McConnell won handily but the knives were out of their sheaths. The Attila the Hun crowd also seethed when McConnell directed tons of campaign money to Sen. Lisa Murkowski, R-AK, in her ultimately successful re-election campaign last year. Murkowski actually lost the Republican primary to Kelly Tshibaka. But as a result of the state’s ranked-choice voting system, Murkowski was on the November ballot and prevailed, thanks in some measure to the McConnell lucre.

McConnell was censored by the Alaska Republican Party for working against the chosen GOP candidate. He also didn’t endear himself to the far-right crowd because of his lukewarm support for Blake Masters, the party’s Senate candidate in Arizona, and Don Bolduc in New Hampshire.

But most of the animosity, of course, comes from a single source.

Sometimes it seems Donald J. Trump would rather insult McConnell and see him lose than regain the White House.

The hatred is white hot, reaching a low point where Trump actually wondered if McConnell has a “death wish,’’ going beyond that to hurl racial insults at McConnell’s wife, Elaine Chao.

Despite claims to the contrary, McConnell and Trump disliked each other
throughout the four years Trump was in the White House but they had to work together to keep the country running and to stack the Supreme Court. But the nicey-nicey ended when McConnell acknowledged that Trump failed to win re-election – the Pumpkin-skinned ogre continues to claim it was stolen from him — and the Jan. 6 riot at the Capitol, where Trump spurred his followers to take action.
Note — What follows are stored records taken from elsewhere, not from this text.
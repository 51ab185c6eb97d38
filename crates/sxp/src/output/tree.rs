//! Syntax tree rendering.

use owo_colors::OwoColorize;
use search_expression_parser::{ExpressionNode, LiteralValue, Range};

/// Indentation per tree level.
const INDENT: &str = "  ";

/// Renders a parsed tree, one node per line, children indented below their
/// parent.
///
/// Operator nodes show the source text they cover; leaves show their
/// literals.
///
/// ```text
/// OR [0, 21] name:john OR name:bob
///   KEY-VALUE [0, 9] name = john
///   KEY-VALUE [13, 21] name = bob
/// ```
pub fn format_tree(tree: &ExpressionNode, query: &str, use_colors: bool) -> String {
    let mut output = String::new();
    write_node(&mut output, tree, query, 0, use_colors);
    output
}

fn write_node(
    output: &mut String,
    node: &ExpressionNode,
    query: &str,
    depth: usize,
    use_colors: bool,
) {
    let (kind, detail) = match node {
        ExpressionNode::And(_) => ("AND", node.range().slice(query)),
        ExpressionNode::Or(_) => ("OR", node.range().slice(query)),
        ExpressionNode::Not(_) => ("NOT", node.range().slice(query)),
        ExpressionNode::KeyValue(leaf) => (
            "KEY-VALUE",
            format!("{} = {}", format_literal(&leaf.key), format_literal(&leaf.value)),
        ),
        ExpressionNode::Value(leaf) => ("VALUE", format_literal(&leaf.value)),
    };

    output.push_str(&INDENT.repeat(depth));
    output.push_str(&format_kind(kind, node.as_leaf().is_some(), use_colors));
    output.push(' ');
    output.push_str(&format_range(node.range(), use_colors));
    output.push(' ');
    output.push_str(&detail);
    output.push('\n');

    match node {
        ExpressionNode::And(inner) => {
            write_node(output, &inner.left_child, query, depth + 1, use_colors);
            write_node(output, &inner.right_child, query, depth + 1, use_colors);
        }
        ExpressionNode::Or(inner) => {
            write_node(output, &inner.left_child, query, depth + 1, use_colors);
            write_node(output, &inner.right_child, query, depth + 1, use_colors);
        }
        ExpressionNode::Not(inner) => {
            write_node(output, &inner.child, query, depth + 1, use_colors);
        }
        ExpressionNode::KeyValue(_) | ExpressionNode::Value(_) => {}
    }
}

fn format_kind(kind: &str, is_leaf: bool, use_colors: bool) -> String {
    match (use_colors, is_leaf) {
        (false, _) => kind.to_string(),
        (true, true) => kind.cyan().to_string(),
        (true, false) => kind.yellow().bold().to_string(),
    }
}

fn format_range(range: Range, use_colors: bool) -> String {
    let text = format!("[{}, {}]", range.start, range.end);
    if use_colors {
        text.dimmed().to_string()
    } else {
        text
    }
}

/// Formats a literal: quoted literals keep their quotes, empty ones are
/// spelled out.
fn format_literal(literal: &LiteralValue) -> String {
    if literal.has_quotes() {
        format!("\"{}\"", literal.content)
    } else if literal.content.is_empty() {
        "(empty)".to_string()
    } else {
        literal.content.clone()
    }
}
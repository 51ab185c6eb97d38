//! Shell completions command implementation.
//!
//! Generate shell completions for bash, zsh, fish, and powershell.

use std::io::{self, Write};

use clap::CommandFactory;
use clap_complete::{generate, Shell as ClapShell};

use crate::cli::{Cli, Shell};

impl From<Shell> for ClapShell {
    fn from(shell: Shell) -> Self {
        match shell {
            Shell::Bash => ClapShell::Bash,
            Shell::Zsh => ClapShell::Zsh,
            Shell::Fish => ClapShell::Fish,
            Shell::Powershell => ClapShell::PowerShell,
        }
    }
}

/// Generate shell completions for the given shell and write to stdout.
///
/// # Errors
///
/// Returns an error if writing to stdout fails.
pub fn execute(shell: Shell) -> io::Result<()> {
    let mut stdout = io::stdout();
    write_completions(shell, &mut stdout)?;
    stdout.flush()
}

/// Writes completions for `shell` to `out`.
fn write_completions(shell: Shell, out: &mut dyn Write) -> io::Result<()> {
    let mut cmd = Cli::command();
    generate(ClapShell::from(shell), &mut cmd, "sxp", out);
    Ok(())
}
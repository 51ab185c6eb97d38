//! Command implementations for the sxp CLI.
//!
//! This module contains the actual command handlers that are invoked by the CLI.

pub mod completions;
pub mod config;
pub mod filter;
pub mod parse;

use std::env;

use crate::cli::Cli;
use crate::matcher::MatchError;
use config::Config;

/// Error type for command execution.
#[derive(Debug, thiserror::Error)]
pub enum CommandError {
    /// The query is not a valid search expression.
    #[error("{0}")]
    Parse(#[from] search_expression_parser::ParseError),

    /// A record could not be matched against the query.
    #[error("filter error: {0}")]
    Match(#[from] MatchError),

    /// The record input is not usable.
    #[error("invalid input: {0}")]
    Input(String),

    /// Configuration error.
    #[error("configuration error: {0}")]
    Config(String),

    /// I/O error.
    #[error("I/O error: {0}")]
    Io(#[from] std::io::Error),

    /// Serialization error.
    #[error("serialization error: {0}")]
    Json(#[from] serde_json::Error),
}

/// Result type for command execution.
pub type Result<T> = std::result::Result<T, CommandError>;

/// Context for command execution, containing common dependencies.
pub struct CommandContext {
    /// Whether to output JSON.
    pub json_output: bool,
    /// Whether to use colors.
    pub use_colors: bool,
    /// Whether to be quiet (errors only).
    pub quiet: bool,
}

impl CommandContext {
    /// Creates a new command context from CLI arguments and the loaded config.
    ///
    /// Colors are disabled by `--no-color`, by `output.color = false` in the
    /// config, or by a non-empty `NO_COLOR` environment variable.
    pub fn from_cli(cli: &Cli, config: &Config) -> Self {
        let no_color_env = env::var_os("NO_COLOR").is_some_and(|v| !v.is_empty());
        Self {
            json_output: cli.json,
            use_colors: !cli.no_color && !no_color_env && config.output.color.unwrap_or(true),
            quiet: cli.quiet,
        }
    }
}

#[cfg(test)]
mod tests {
    use super::*;
    use clap::Parser;

    #[test]
    fn test_context_from_flags() {
        let cli = Cli::try_parse_from(["sxp", "--json", "--no-color", "-v", "parse", "a"]).unwrap();
        let ctx = CommandContext::from_cli(&cli, &Config::default());
        assert!(ctx.json_output);
        assert!(!ctx.use_colors);
        assert!(!ctx.quiet);
    }

    #[test]
    fn test_context_color_disabled_by_config() {
        let cli = Cli::try_parse_from(["sxp", "-q", "parse", "a"]).unwrap();
        let mut config = Config::default();
        config.output.color = Some(false);

        let ctx = CommandContext::from_cli(&cli, &config);
        assert!(!ctx.use_colors);
        assert!(ctx.quiet);
        assert!(!ctx.json_output);
    }
}
//! Output formatting utilities for the sxp CLI.
//!
//! - [`tree`] - Syntax tree rendering for `sxp parse`
//! - record formatting for `sxp filter` (JSON array or JSON lines)

mod tree;

pub use tree::format_tree;

use serde_json::Value;

/// Formats matched records: a pretty JSON array, or one compact JSON
/// document per line.
pub fn format_records(records: &[Value], json_output: bool) -> serde_json::Result<String> {
    if json_output {
        return serde_json::to_string_pretty(records);
    }

    let mut output = String::new();
    for record in records {
        output.push_str(&serde_json::to_string(record)?);
        output.push('\n');
    }
    Ok(output)
}
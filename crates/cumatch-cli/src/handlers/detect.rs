//! `cumatch detect`.

use anyhow::Result;

use cumatch_core::MatchError;

use crate::bootstrap::CliContext;
use crate::presentation::print_detection;

/// Run detection and print every strategy's outcome.
///
/// # Errors
///
/// Fails with `MatchError::DetectionFailed` after printing when nothing was
/// detected.
pub async fn execute(ctx: &CliContext, json: bool) -> Result<()> {
    let detection = ctx.detector.detect().await;

    if json {
        println!("{}", serde_json::to_string_pretty(&detection)?);
    } else {
        print_detection(&detection);
    }

    if !detection.is_detected() {
        let reason = detection
            .error
            .unwrap_or_else(|| "Unable to detect CUDA version".to_string());
        return Err(MatchError::DetectionFailed(reason).into());
    }
    Ok(())
}
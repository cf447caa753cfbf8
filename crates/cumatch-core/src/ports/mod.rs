//! Port definitions (trait abstractions) for external systems.
//!
//! Ports define the interfaces that the core domain expects from infrastructure.
//! They contain no implementation details and use only domain types.

pub mod clipboard;
pub mod detector;

pub use clipboard::{ClipboardError, ClipboardPort};
pub use detector::{
    ChainDetector, CudaDetector, DetectionError, DetectionOutcome, DetectionStrategy,
};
From that point on hostilities proceeded at a dizzying pace. Trump condemns McConnell at every opportunity. McConnell responds in a way that just drives a kook like Trump mad – he ignores him.

It seems the Trump MAGA following is nothing short of a cult. When Fearless Leader says jump, the followers ask how high. It’s the sort of adoration Trump pulls from his followers who comprise a substantial portion of the Republican Party. And McConnell, the alleged Democrat, is the primary target of their ire.

McConnell is no prize as Republican leader. In many ways he’s been a failure. But what can we expect to take his place when he exits stage left?